Interviews were conducted at the Dairy Queen where troopers got a description of three individuals in the red pickup, including the driver. Meanwhile the registered owner of the truck said that truck was not in their possession and had been taken by an individual identified as “Lance.”
Investigation brought troopers to a private home on the 3000 block of Terry Road in Cheyenne, in an attempt to talk to Gibson. Troopers were reportedly invited in by the owner of the house, who told them that “this all needs to come to a head sooner or later.”
Law enforcement searched the home with firearms drawn, and eventually found Gibson in the home’s kitchen. Gibson reportedly was clenching his fists and shouting at troopers.
“Gibson repeatedly ignored our commands and appeared to grow more agitated and aggressive toward us. After numerous commands and warnings, I sprayed a short burst of O.C. spray onto Gibson’s face. Gibson merely closed his eyes and increased his yelling and physically expressed aggression,” one WHP trooper writes in an affidavit.
O.C. or oleoresin capsicum spray is another name for pepper spray.
Troopers then say that Gibson began walking towards them, and continued to disregard law enforcement commands.
“I struck Gibson in the leg several times with my expandable baton to attempt to get him to the ground, but Gibson refused to,” the trooper stated.
During the struggle with law enforcement, troopers say that a dog, described as a pit bull, entered the room and bit two troopers on their legs. Meanwhile Gibson reportedly struck at troopers with his hands.
The physical altercation continued, with troopers saying that they let go of their baton and began to strike Gibson with their empty hands. Gibson was then pulled backwards by other troopers, and a struggle began between one trooper and the suspect over control of the baton.
Eventually Gibson was taken into custody and transported to the Laramie County Detention Center.

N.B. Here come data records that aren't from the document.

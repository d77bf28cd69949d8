//! Persistent State
//!
//! This example uses the immutable strategy: every dispatch produces a new
//! root and earlier roots stay valid, sharing untouched subtrees.
//!
//! Run with: cargo run --example immutable_greeter

use reducer_builder::builder::{ReducerBuilder, ReducerSet};
use reducer_builder::core::Action;
use reducer_builder::storage::{ImmutableStrategy, PersistentValue};
use reducer_builder::store::Store;
use serde_json::json;
use std::sync::Arc;

fn main() -> Result<(), Box<dyn std::error::Error>> {
    tracing_subscriber::fmt().with_env_filter("info").init();

    println!("=== Persistent State Example ===\n");

    let greeter = ReducerSet::new().on("greet", |state: PersistentValue, action: &Action| {
        let name = action.payload_str().unwrap_or("stranger");
        state.set("greeting", PersistentValue::from(format!("Hi, {name}")))
    });

    let builder = ReducerBuilder::new(ImmutableStrategy).register_object(&greeter, Some("greeter"), None)?;

    let preloaded = PersistentValue::from_json(json!({ "settings": { "theme": "dark" } }));
    let store = Arc::new(Store::new(builder.build_reducer(), Some(preloaded)));
    let actions = builder.build_action_tree_with(store.sink());

    let before = store.get_state();
    actions.dispatch("greeter.greet", "Leonard")?;
    let after = store.get_state();

    println!("Before: {}", before.to_json());
    println!("After:  {}", after.to_json());

    let shared = match (before.get("settings"), after.get("settings")) {
        (Some(PersistentValue::Map(a)), Some(PersistentValue::Map(b))) => a.ptr_eq(b),
        _ => false,
    };
    println!("Untouched subtree shared: {shared}");

    println!("\n=== Example Complete ===");
    Ok(())
}
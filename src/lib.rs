//! Reducer Builder: namespaced reducer composition
//!
//! Many small, pure transition functions are registered under dot-separated
//! namespace paths and combined into one top-level reducer, together with a
//! matching tree of bound action dispatchers.
//!
//! # Core Concepts
//!
//! - **Storage**: The [`StorageStrategy`] reads and writes sub-state, over
//!   plain JSON records or persistent structural-sharing maps
//! - **Registry**: [`ReducerBuilder`] maps full paths to transitions and
//!   namespaces to default sub-state
//! - **Composer**: [`ComposedReducer`] routes an action to its transition and
//!   writes the result back under the transition's namespace
//! - **Action tree**: [`ActionTree`] exposes one bound dispatcher per path
//!
//! # Example
//!
//! ```rust
//! use reducer_builder::builder::{ReducerBuilder, ReducerSet};
//! use reducer_builder::core::Action;
//! use reducer_builder::storage::PlainStrategy;
//! use reducer_builder::store::Store;
//! use serde_json::{json, Value};
//! use std::sync::Arc;
//!
//! let counter = ReducerSet::new()
//!     .initial_state(json!(0))
//!     .on("increment", |s: Value, a: &Action| json!(s.as_i64().unwrap_or(0) + a.payload_i64().unwrap_or(0)))
//!     .on("decrement", |s: Value, a: &Action| json!(s.as_i64().unwrap_or(0) - a.payload_i64().unwrap_or(0)));
//!
//! let builder = ReducerBuilder::new(PlainStrategy)
//!     .register_object(&counter, Some("count1"), None)?
//!     .register_object(&counter, Some("count2"), Some(json!(42)))?;
//!
//! let store = Arc::new(Store::new(builder.build_reducer(), None));
//! let actions = builder.build_action_tree_with(store.sink());
//!
//! actions.dispatch("count1.increment", 2)?;
//! actions.dispatch("count2.decrement", 12)?;
//!
//! assert_eq!(store.get_state(), json!({ "count1": 2, "count2": 30 }));
//! # Ok::<(), Box<dyn std::error::Error>>(())
//! ```

pub mod actions;
pub mod builder;
pub mod compose;
pub mod core;
pub mod storage;
pub mod store;

// Re-export commonly used types
pub use crate::actions::{ActionTree, ActionTreeError, BoundAction, DispatchSink};
pub use crate::builder::{PrefixPolicy, ReducerBuilder, ReducerSet, RegistryConfig, RegistryError};
pub use crate::compose::{ComposedReducer, Reducer};
pub use crate::core::{Action, Path, Transition};
pub use crate::storage::{ImmutableStrategy, PersistentValue, PlainStrategy, StorageStrategy};
pub use crate::store::{Store, StoreConfig};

During a search pursuant to arrest, a Dairy Queen receipt dated for May 16, 2020 for approximately 5:20 pm, was located on Gibson’s person. Witnesses at the Dairy Queen restaurant reportedly identified photos of Gibson as matching the driver of the red pickup truck.
Troopers indicate that the red pickup truck had no liability insurance, and that Gibson’s driver’s license record returned as being ineligible.
All of those cited or arrested are presumed innocent until convicted in a court of law. Charges are subject to change following official filings from the Laramie County District Attorney’s Office.